L’offensiva jihadista in Siria è stata lanciata in coordinamento con gli Stati Uniti e Israele, ha affermato lunedì il portavoce del Ministero degli Esteri iraniano Esmail Baghaei. Secondo il diplomatico, non è una coincidenza che i terroristi abbiano attaccato la Siria settentrionale subito dopo che Israele ha stretto un accordo di cessate il fuoco con Hezbollah.
Il gruppo terroristico Hayat Tahrir-al-Sham (HTS) (ex Jabhat al-Nusra), insieme alle milizie alleate, ha lanciato un assalto al territorio controllato dal governo nella Siria settentrionale mercoledì scorso. I jihadisti hanno sequestrato diversi villaggi e città nelle province di Aleppo, Idlib e Hama e sono entrati nella città di Aleppo venerdì.
L’offensiva iniziale è iniziata lo stesso giorno in cui è entrato in vigore il cessate il fuoco a lungo negoziato tra Israele e il gruppo militante libanese Hezbollah. Gerusalemme Ovest ha accettato con riluttanza il cessate il fuoco all’inizio della settimana, ma il Primo Ministro Benjamin Netanyahu ha promesso di “rispondere con forza” a qualsiasi violazione da parte di Hezbollah.
“La coincidenza dei recenti sviluppi in Siria con il cessate il fuoco in Libano e le dichiarazioni dei funzionari americani a questo proposito indicano l’esistenza di una sorta di coordinamento e cooperazione tra i terroristi, gli Stati Uniti e il regime sionista”, ha affermato Baghaei in una conferenza stampa.
Il funzionario ha suggerito che Washington e Gerusalemme Ovest stavano usando l’attacco per “indebolire la Siria” e “creare divisione e sedizione tra i paesi islamici”. Secondo Baghaei, Washington ha a lungo assistito i gruppi militanti che operano nel paese, mentre Israele è “la parte che beneficia maggiormente degli sviluppi in Siria”.

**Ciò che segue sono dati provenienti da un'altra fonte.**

impl OpCode {
    /// Decode the absolute value of a header `operation` field.
    #[must_use]
    pub fn from_code(code: i32) -> Option<Self> {
        Some(match code.unsigned_abs() {
            0x01 => Self::Mount,
            0x02 => Self::Remount,
            0x03 => Self::Umount,
            0x04 => Self::Overflow,
            0x05 => Self::Recover,
            0x06 => Self::TooBig,
            0x07 => Self::Meta,
            0x08 => Self::Mknod,
            0x09 => Self::Mkdir,
            0x0A => Self::Link,
            0x0B => Self::Symlink,
            0x0C => Self::Create,
            0x0D => Self::Delete,
            0x0E => Self::Rmdir,
            0x0F => Self::Open,
            0x10 => Self::Write,
            0x11 => Self::Commit,
            0x12 => Self::Close,
            0x13 => Self::Move,
            0x14 => Self::Swap,
            0x15 => Self::SetAcl,
            0x16 => Self::SetXattr,
            0x17 => Self::DelXattr,
            0x18 => Self::UserLog,
            _ => return None,
        })
    }

    #[must_use]
    pub fn code(self) -> i32 {
        self as i32
    }

    /// Signed header value for an after-op record.
    #[must_use]
    pub fn after(self) -> i32 {
        self.code()
    }

    /// Signed header value for a before-op record.
    #[must_use]
    pub fn before(self) -> i32 {
        -self.code()
    }

    #[must_use]
    pub fn name(self) -> &'static str {
        match self {
            Self::Mount => "MOUNT",
            Self::Remount => "REMOUNT",
            Self::Umount => "UMOUNT",
            Self::Overflow => "OVERFLOW",
            Self::Recover => "RECOVER",
            Self::TooBig => "TOO_BIG",
            Self::Meta => "META",
            Self::Mknod => "MKNOD",
            Self::Mkdir => "MKDIR",
            Self::Link => "LINK",
            Self::Symlink => "SYMLINK",
            Self::Create => "CREATE",
            Self::Delete => "DELETE",
            Self::Rmdir => "RMDIR",
            Self::Open => "OPEN",
            Self::Write => "WRITE",
            Self::Commit => "COMMIT",
            Self::Close => "CLOSE",
            Self::Move => "MOVE",
            Self::Swap => "SWAP",
            Self::SetAcl => "SET_ACL",
            Self::SetXattr => "SET_XATTR",
            Self::DelXattr => "DEL_XATTR",
            Self::UserLog => "USER_LOG",
        }
    }
}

Il diplomatico ha esortato “tutti i paesi islamici” a riconoscere la “minaccia rappresentata dal regime sionista” e ad unire le forze per resistere alle sue azioni.
L’attacco della scorsa settimana ha effettivamente rotto la tregua tra il governo siriano e i militanti, che era stata mediata da Russia e Türkiye nel 2020. Secondo Baghaei, Teheran sta attualmente lavorando con le potenze regionali per cercare di ripristinare l’accordo. Ha osservato che potrebbe essere fatto attraverso il Processo di Astana, che è stato lanciato nel 2017 per risolvere la guerra civile siriana e in seguito per supportare il paese nella sua restaurazione postbellica, guidata da Türkiye, Russia e Iran.

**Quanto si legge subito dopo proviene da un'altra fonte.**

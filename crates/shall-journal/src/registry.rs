//! Process-wide mount registry.
//!
//! Maps a device identifier to its mounted engine so admin tooling can
//! find the journal for a device.

use crate::engine::Journal;
use parking_lot::Mutex;
use shall_error::{Result, ShallError};
use shall_types::DeviceId;
use std::collections::HashMap;
use std::sync::OnceLock;

fn registry() -> &'static Mutex<HashMap<DeviceId, Journal>> {
    static REGISTRY: OnceLock<Mutex<HashMap<DeviceId, Journal>>> = OnceLock::new();
    REGISTRY.get_or_init(|| Mutex::new(HashMap::new()))
}

/// Register a mounted journal; fails with `Busy` if the device is already
/// mounted.
pub fn register(id: DeviceId, journal: Journal) -> Result<()> {
    let mut map = registry().lock();
    if map.contains_key(&id) {
        return Err(ShallError::Busy);
    }
    map.insert(id, journal);
    Ok(())
}

/// The journal mounted for `id`, if any.
#[must_use]
pub fn lookup(id: DeviceId) -> Option<Journal> {
    registry().lock().get(&id).cloned()
}

/// Remove a device from the registry, returning its journal.
pub fn unregister(id: DeviceId) -> Option<Journal> {
    registry().lock().remove(&id)
}

/// Ids of every registered mount.
#[must_use]
pub fn mounted_devices() -> Vec<DeviceId> {
    let mut ids: Vec<_> = registry().lock().keys().copied().collect();
    ids.sort_unstable();
    ids
}

#[cfg(test)]
mod tests {
    use super::*;
    use crate::options::MountOptions;
    use crate::sbio::{FormatParams, format_device};
    use shall_block::MemByteDevice;
    use std::sync::Arc;

    #[test]
    fn register_lookup_unregister_cycle() {
        let dev = Arc::new(MemByteDevice::new(1 << 20).expect("mem device"));
        format_device(&*dev, FormatParams::default()).expect("format");
        let journal = Journal::open(dev, MountOptions::default()).expect("open");

        let id = DeviceId::from_dev(0xFE, 0x1);
        register(id, journal.clone()).expect("register");
        assert!(matches!(
            register(id, journal.clone()),
            Err(ShallError::Busy)
        ));
        assert!(lookup(id).is_some());
        assert_eq!(mounted_devices(), vec![id]);
        assert!(unregister(id).is_some());
        assert!(lookup(id).is_none());
    }
}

“Tutti riconoscono che il Processo di Astana è stato il meccanismo più stabile e di successo in relazione al controllo della crisi in Siria negli ultimi anni. Ed è ancora in essere”, ha affermato, notando che il Ministro degli Esteri iraniano Abbas Araghchi è attualmente in viaggio in Turchia per discutere di modi per alleviare l’attuale escalation.
In precedenza, Araghchi aveva anche accusato gli USA e Israele di essere responsabili della rinascita del terrorismo in Siria, definendo l’offensiva della scorsa settimana “un complotto americano-sionista” . Ha suggerito che Washington e Gerusalemme Ovest stanno usando HTS come proxy per sferrare un colpo contro il governo siriano, che sostiene la Palestina.
Gli Stati Uniti sostengono da tempo le milizie anti-Assad in Siria, tra cui HTS. In un’intervista del 2021, l’ex rappresentante speciale degli Stati Uniti per l’impegno in Siria James Jeffrey ha descritto il gruppo come “una risorsa” per la strategia americana in Siria.